GEORGETOWN, Pa. – Even as a somber procession of horse-drawn buggies with a small casket made its way to Bart Amish Cemetery Friday in an achingly familiar scene, the community found an unexpected ray of hope.

One of the victims of the Monday rampage at West Nickel Mines Amish School who was taken off life support and brought home to die in the last two days continued to breathe on her own, according to Daniel Esh, 57, an Amish artist and great-uncle to three boys who were inside the school.

The 6-year-old girl, whom he identified as Rosanna King, was returned to Penn State’s Hershey Medical Center for further treatment, Esh said Friday. He said he got the information from other members of the Amish community. He also heard that the child – born Sept. 11, 2000 – was able to squeeze a relative’s hand.

A Hershey spokeswoman said the hospital would not provide any information regarding the victims at the request of family members.

Even as more details about the shooting emerged, here, at least, was what appeared to be a small piece of good news.

It was in stark contrast to the sorrow on another day of mourning.

In a steady drizzle, 12-year-old Anna Mae Stoltzfus was buried – the fourth funeral in two days for the five girls killed when Charles Carl Roberts IV, a Bart Township milk-truck driver, opened fire in the one-room schoolhouse before taking his own life. Five other girls, including Rosanna, have been hospitalized with serious injuries.

Like the earlier processions on Thursday for the four other victims, including two sisters, this one was led by a pair of mounted state troopers and then a carriage bearing Anna Mae’s casket. Forty-one black, horse-drawn buggies followed, mourners inside draped in blankets against the wet, chilly breeze that swayed the leaves along Georgetown Road. Some of the bearded men at the reins of the coaches waved thank-you to state police who lined the road to the cemetery to ensure privacy for these most private of people.

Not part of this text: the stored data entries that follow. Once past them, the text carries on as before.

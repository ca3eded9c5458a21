//! Application configuration from CLI flags and environment.

use clap::Parser;

use fibserve_core::{FibError, Options, DEFAULT_CACHE_CAPACITY, DEFAULT_PARALLEL_THRESHOLD};

/// fibserve: memoized Fibonacci service.
#[derive(Parser, Debug, Clone)]
#[command(name = "fibserve", version, about)]
pub struct AppConfig {
    /// Compute a single Fibonacci number, print the response payload, and exit.
    #[arg(short, long, allow_negative_numbers = true, env = "FIBSERVE_N")]
    pub n: Option<i64>,

    /// Address to bind the HTTP server to.
    #[arg(long, default_value = "0.0.0.0", env = "FIBSERVE_HOST")]
    pub host: String,

    /// Port to bind the HTTP server to.
    #[arg(short, long, default_value_t = 8000, env = "FIBSERVE_PORT")]
    pub port: u16,

    /// Maximum number of Fibonacci pairs kept in the memo table.
    #[arg(long, default_value_t = DEFAULT_CACHE_CAPACITY, env = "FIBSERVE_CACHE_CAPACITY")]
    pub cache_capacity: usize,

    /// Operand size in bits above which doubling steps run in parallel (0 = never).
    #[arg(long, default_value_t = DEFAULT_PARALLEL_THRESHOLD)]
    pub parallel_threshold: usize,

    /// Disable memoization and run the bare engine.
    #[arg(long)]
    pub no_cache: bool,

    /// Quiet mode (one-shot only): print just the number.
    #[arg(short, long)]
    pub quiet: bool,
}

impl AppConfig {
    /// Parse CLI arguments.
    #[must_use]
    pub fn parse() -> Self {
        <Self as Parser>::parse()
    }

    /// Engine options derived from the flags.
    ///
    /// # Errors
    /// Returns [`FibError::Config`] for a zero cache capacity while
    /// memoization is enabled.
    pub fn options(&self) -> Result<Options, FibError> {
        if !self.no_cache && self.cache_capacity == 0 {
            return Err(FibError::Config(
                "--cache-capacity must be greater than zero".to_string(),
            ));
        }
        Ok(Options {
            parallel_threshold: self.parallel_threshold,
            cache_capacity: self.cache_capacity,
        })
    }

    /// `host:port` for the listener.
    #[must_use]
    pub fn bind_addr(&self) -> String {
        format!("{}:{}", self.host, self.port)
    }
}

#[cfg(test)]
mod tests {
    use super::*;

    fn parse(args: &[&str]) -> AppConfig {
        AppConfig::try_parse_from(std::iter::once("fibserve").chain(args.iter().copied()))
            .unwrap()
    }

    #[test]
    fn defaults() {
        let config = parse(&[]);
        assert_eq!(config.n, None);
        assert_eq!(config.port, 8000);
        assert_eq!(config.cache_capacity, DEFAULT_CACHE_CAPACITY);
        assert_eq!(config.bind_addr(), "0.0.0.0:8000");
        assert_eq!(config.options().unwrap(), Options::default());
    }

    #[test]
    fn negative_n_parses() {
        let config = parse(&["-n", "-5"]);
        assert_eq!(config.n, Some(-5));
    }

    #[test]
    fn zero_capacity_rejected_only_with_cache() {
        let config = parse(&["--cache-capacity", "0"]);
        assert!(matches!(config.options(), Err(FibError::Config(_))));

        let config = parse(&["--cache-capacity", "0", "--no-cache"]);
        assert!(config.options().is_ok());
    }

    #[test]
    fn custom_bind() {
        let config = parse(&["--host", "127.0.0.1", "-p", "9000"]);
        assert_eq!(config.bind_addr(), "127.0.0.1:9000");
    }

    #[test]
    fn non_integer_n_rejected() {
        assert!(AppConfig::try_parse_from(["fibserve", "-n", "4.0"]).is_err());
    }
}
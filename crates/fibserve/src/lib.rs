//! fibserve library: application logic for the Fibonacci service binary.

pub mod app;
pub mod config;
pub mod errors;
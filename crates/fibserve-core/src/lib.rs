//! # fibserve-core
//!
//! Fast Doubling Fibonacci engine over arbitrary-precision integers, with a
//! bounded LRU memo table shared by every caller.

pub mod cache;
pub mod calculator;
pub mod constants;
pub mod fastdoubling;
pub mod memo;
pub mod options;
pub mod stats;

// Re-exports
pub use cache::FibCache;
pub use calculator::{validate_index, Calculator, FastDoubling, FibError, MemoizedFastDoubling};
pub use constants::{
    exit_codes, DEFAULT_CACHE_CAPACITY, DEFAULT_PARALLEL_THRESHOLD, ELAPSED_MS_DECIMALS,
};
pub use fastdoubling::{fast_doubling, FibPair};
pub use memo::memoized_fast_doubling;
pub use options::Options;
pub use stats::CacheStats;

use num_bigint::BigUint;

/// Compute F(n) using the fast doubling algorithm.
///
/// This is a convenience function for one-off use. Long-running callers
/// should hold a [`MemoizedFastDoubling`] so repeated requests share work.
///
/// # Example
/// ```
/// assert_eq!(fibserve_core::fibonacci(10).to_string(), "55");
/// assert_eq!(fibserve_core::fibonacci(0).to_string(), "0");
/// ```
#[must_use]
pub fn fibonacci(n: u64) -> BigUint {
    fast_doubling(n).value
}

Debbie Suhobrus, 38, stood by the road as the procession passed to let the Amish know “we’re not all like that,” she said.

On the day of the shooting, Suhobrus was listening to a police-radio scanner at her home when she heard the voice of a state trooper. He was screaming for help, asking for ambulances, assistance and helicopters.

Seconds later, the copters arrived, she said, and Suhobrus immediately drove the few miles from Gap to Nickel Mines, getting within 20 feet of the school. She said she saw one officer carrying a little girl, who she could tell was dead. “Honestly, when I got there, I didn’t think that anybody was alive in there,” Suhobrus said.

The boys, whom Roberts had released, were outside, huddled in the field behind the school or by the nearby outhouses. They were crying, she said. “A lot of them were praying, too,” she added.

On the ground, Suhobrus saw white sheets stained with blood before policed moved her and others away from the scene.

“You don’t hear of violence anywhere around here,” she said, “but now, I guess, it hit home.”

Roberts, a father of three, was tormented – he said in notes and in a call to his wife – by the death of his firstborn child and by dreams of sexually assaulting young girls.

As the funeral procession for Anna Mae passed by, Suhobrus said, “I pray to God none of the other little girls die.”